Pharmacokinetics and Tissue Distribution of a Novel Bis-Chelated Gold(I) Diphosphine Compound, Bis(2,3-bis(tert-butylmethylphosphino)Quinoxaline)Aurate(I), in Rats
Ying Peng,
Huanhuan Qi,
Qingqing Chang,
Yu Zhang,
Weiyi Liu,
Minyu Liu,
Quanhai Liu,
Guangji Wang,
Jianguo Sun
Affiliations
Ying Peng
Key Lab of Drug Metabolism and Pharmacokinetics, State Key Laboratory of Natural Medicines, China Pharmaceutical University, 24 Tong Jia Xiang, Nanjing 210009, Jiangsu, China
Huanhuan Qi
Key Lab of Drug Metabolism and Pharmacokinetics, State Key Laboratory of Natural Medicines, China Pharmaceutical University, 24 Tong Jia Xiang, Nanjing 210009, Jiangsu, China
Qingqing Chang
Key Lab of Drug Metabolism and Pharmacokinetics, State Key Laboratory of Natural Medicines, China Pharmaceutical University, 24 Tong Jia Xiang, Nanjing 210009, Jiangsu, China
Yu Zhang
Key Lab of Drug Metabolism and Pharmacokinetics, State Key Laboratory of Natural Medicines, China Pharmaceutical University, 24 Tong Jia Xiang, Nanjing 210009, Jiangsu, China
Weiyi Liu
Key Lab of Drug Metabolism and Pharmacokinetics, State Key Laboratory of Natural Medicines, China Pharmaceutical University, 24 Tong Jia Xiang, Nanjing 210009, Jiangsu, China
Minyu Liu
Department of Pharmacology, Shanghai Institute of Pharmaceutical Industry, 1111 Zhong Shan Bei Yi Road, Shanghai 200437, China
Quanhai Liu
Department of Pharmacology, Shanghai Institute of Pharmaceutical Industry, 1111 Zhong Shan Bei Yi Road, Shanghai 200437, China
Guangji Wang
Key Lab of Drug Metabolism and Pharmacokinetics, State Key Laboratory of Natural Medicines, China Pharmaceutical University, 24 Tong Jia Xiang, Nanjing 210009, Jiangsu, China
Jianguo Sun
Key Lab of Drug Metabolism and Pharmacokinetics, State Key Laboratory of Natural Medicines, China Pharmaceutical University, 24 Tong Jia Xiang, Nanjing 210009, Jiangsu, China
GC20, a novel soluble bis-chelated gold(I)−diphosphine compound, has been reported as a promising anticancer candidate.
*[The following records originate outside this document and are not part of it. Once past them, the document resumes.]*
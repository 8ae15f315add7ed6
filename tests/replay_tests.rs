mod common;

use std::sync::atomic::Ordering;
use std::sync::Arc;
use std::time::Duration;

use common::{counter, wait_until, SCENARIO};
use reqwest::Url;
use scan_progress_rs::error::CancelError;
use scan_progress_rs::replay::{spawn_replay_server, ReplayConfig};
use scan_progress_rs::types::{ScanStatus, SessionState, StepStatus};
use scan_progress_rs::{BackendConfig, HttpBackend, ScanProgressController};

async fn controller_for(config: ReplayConfig) -> ScanProgressController {
    let addr = spawn_replay_server("127.0.0.1:0", config).await.unwrap();
    let base = Url::parse(&format!("http://{addr}")).unwrap();
    let backend = HttpBackend::new(BackendConfig::new(base)).unwrap();
    ScanProgressController::new(Arc::new(backend))
}

fn frames(raw: &[&str]) -> Vec<String> {
    raw.iter().map(|s| s.to_string()).collect()
}

#[tokio::test]
async fn scenario_over_http() {
    let mut ctl = controller_for(ReplayConfig {
        frames: frames(SCENARIO),
        ..ReplayConfig::default()
    })
    .await;
    let mut view = ctl.subscribe();

    ctl.start("scan-42");
    let p = wait_until(&mut view, |p| p.is_closed()).await;

    assert_eq!(p.status, ScanStatus::Failed);
    assert_eq!(p.dropped_frames, 0);
    assert_eq!(p.steps()[0].name, "Recon");
    assert_eq!(p.steps()[0].status, StepStatus::Success);
    assert_eq!(p.steps()[1].name, "Exploit");
    assert_eq!(p.steps()[1].status, StepStatus::Error);
    assert_eq!(p.steps()[1].logs[0].message, "denied");
}

#[tokio::test]
async fn replaying_twice_gives_identical_tables() {
    let config = ReplayConfig {
        frames: frames(SCENARIO),
        ..ReplayConfig::default()
    };
    let mut tables = Vec::new();
    for _ in 0..2 {
        let mut ctl = controller_for(config.clone()).await;
        let mut view = ctl.subscribe();
        ctl.start("scan-42");
        let p = wait_until(&mut view, |p| p.is_closed()).await;
        tables.push(serde_json::to_string(&p.table).unwrap());
    }
    assert_eq!(tables[0], tables[1]);
}

#[tokio::test]
async fn server_closing_stream_early_fails_the_scan() {
    let mut ctl = controller_for(ReplayConfig {
        frames: frames(&SCENARIO[..4]),
        ..ReplayConfig::default()
    })
    .await;
    let mut view = ctl.subscribe();

    ctl.start("scan-42");
    let p = wait_until(&mut view, |p| p.is_closed()).await;
    assert_eq!(p.status, ScanStatus::Failed);
    assert!(!p.connected);
    assert_eq!(p.steps()[0].status, StepStatus::Success);
}

#[tokio::test]
async fn cancel_over_http_is_acknowledged() {
    let cancels = counter();
    let hook_calls = cancels.clone();
    let mut ctl = controller_for(ReplayConfig {
        frames: frames(&SCENARIO[..2]),
        hold_open: true,
        ..ReplayConfig::default()
    })
    .await
    .on_cancel(move || {
        hook_calls.fetch_add(1, Ordering::SeqCst);
    });
    let mut view = ctl.subscribe();

    ctl.start("scan-42");
    wait_until(&mut view, |p| p.current_step == Some(1)).await;

    ctl.cancel().await.unwrap();
    let p = ctl.snapshot();
    assert_eq!(p.status, ScanStatus::Cancelled);
    assert_eq!(p.session, SessionState::Closed);
    assert_eq!(cancels.load(Ordering::SeqCst), 1);
    tokio::time::timeout(Duration::from_secs(5), ctl.wait())
        .await
        .unwrap();
}

#[tokio::test(flavor = "multi_thread", worker_threads = 4)]
async fn cancel_over_http_wins_against_the_closing_stream() {
    let addr = spawn_replay_server(
        "127.0.0.1:0",
        ReplayConfig {
            frames: frames(&SCENARIO[..2]),
            hold_open: true,
            ..ReplayConfig::default()
        },
    )
    .await
    .unwrap();
    let base = Url::parse(&format!("http://{addr}")).unwrap();
    let backend = Arc::new(HttpBackend::new(BackendConfig::new(base)).unwrap());

    for round in 0..50 {
        let cancels = counter();
        let hook_calls = cancels.clone();
        let mut ctl = ScanProgressController::new(backend.clone()).on_cancel(move || {
            hook_calls.fetch_add(1, Ordering::SeqCst);
        });
        let mut view = ctl.subscribe();

        ctl.start("scan-42");
        wait_until(&mut view, |p| p.current_step == Some(1)).await;
        ctl.cancel().await.unwrap();
        tokio::time::timeout(Duration::from_secs(5), ctl.wait())
            .await
            .unwrap();

        let p = ctl.snapshot();
        assert_eq!(p.status, ScanStatus::Cancelled, "round {round}");
        assert!(p.is_closed(), "round {round}");
        assert_eq!(cancels.load(Ordering::SeqCst), 1, "round {round}");
    }
}

#[tokio::test]
async fn rejected_cancel_over_http_leaves_scan_running() {
    let mut ctl = controller_for(ReplayConfig {
        frames: frames(&SCENARIO[..2]),
        hold_open: true,
        reject_cancel: true,
        ..ReplayConfig::default()
    })
    .await;
    let mut view = ctl.subscribe();

    ctl.start("scan-42");
    wait_until(&mut view, |p| p.current_step == Some(1)).await;

    let err = ctl.cancel().await.unwrap_err();
    assert!(matches!(err, CancelError::Rejected { status: 500 }));
    let p = ctl.snapshot();
    assert_eq!(p.status, ScanStatus::Running);
    assert_eq!(p.session, SessionState::Open);
    assert!(p.connected);
    ctl.stop();
}

#[tokio::test]
async fn unreachable_server_fails_the_scan() {
    // Bind then drop a listener to get a port nothing listens on.
    let listener = std::net::TcpListener::bind("127.0.0.1:0").unwrap();
    let addr = listener.local_addr().unwrap();
    drop(listener);

    let base = Url::parse(&format!("http://{addr}")).unwrap();
    let backend = HttpBackend::new(BackendConfig::new(base)).unwrap();
    let mut ctl = ScanProgressController::new(Arc::new(backend));
    let mut view = ctl.subscribe();

    ctl.start("scan-42");
    let p = wait_until(&mut view, |p| p.is_closed()).await;
    assert_eq!(p.status, ScanStatus::Failed);
    assert!(ctl.cancel().await.is_err());
    assert_eq!(ctl.snapshot().status, ScanStatus::Failed);
}

#[tokio::test]
async fn bundled_demo_replays_to_completion() {
    let path = concat!(env!("CARGO_MANIFEST_DIR"), "/demos/recon_exploit.jsonl");
    let frames = scan_progress_rs::replay::load_frames_from_path(path).unwrap();
    let mut ctl = controller_for(ReplayConfig {
        frames,
        ..ReplayConfig::default()
    })
    .await;
    let mut view = ctl.subscribe();

    ctl.start("demo");
    let p = wait_until(&mut view, |p| p.is_closed()).await;
    assert_eq!(p.status, ScanStatus::Failed);
    // The `[STEP_START]` control line is not content.
    assert_eq!(p.log().len(), 4);
    assert_eq!(p.steps()[0].logs.len(), 2);
    assert_eq!(p.steps()[0].logs[1].source.as_deref(), Some("nmap"));
    assert_eq!(p.steps()[1].logs.len(), 2);
}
Assessing the pharmacokinetic properties of GC20 is critical for its medicinal evaluation. First, a sensitive and specific liquid chromatography tandem mass spectrometry (LC-MS/MS) was developed and well validated to determine GC20 in rat plasma and rat tissue homogenate after one step protein precipitation. Chromatographic separation was achieved on an Angilent ZORBAX-C18 column (3.5 μm, 2.1 × 50 mm) with gradient elution and mass spectrometry was performed on a triple quadrupole in positive ion mode using an electrospray ionization source. This method was then applied to investigate the pharmacokinetics and tissue distribution of GC20 in rats after intravenous administration. The results showed that the plasma exposure of GC20 in vivo increased with increasing doses after a single dose. However, after multiple doses, a significant accumulation and a saturation at elimination were observed for GC20 in rats. Moreover, after intravenous administration, GC20 was widely distributed in various tissues, with the highest levels in the lung, spleen, liver, and pancreas, followed by the kidney and heart, while the lowest level was found in the brain. This is the first report on the pharmacokinetic properties of GC20.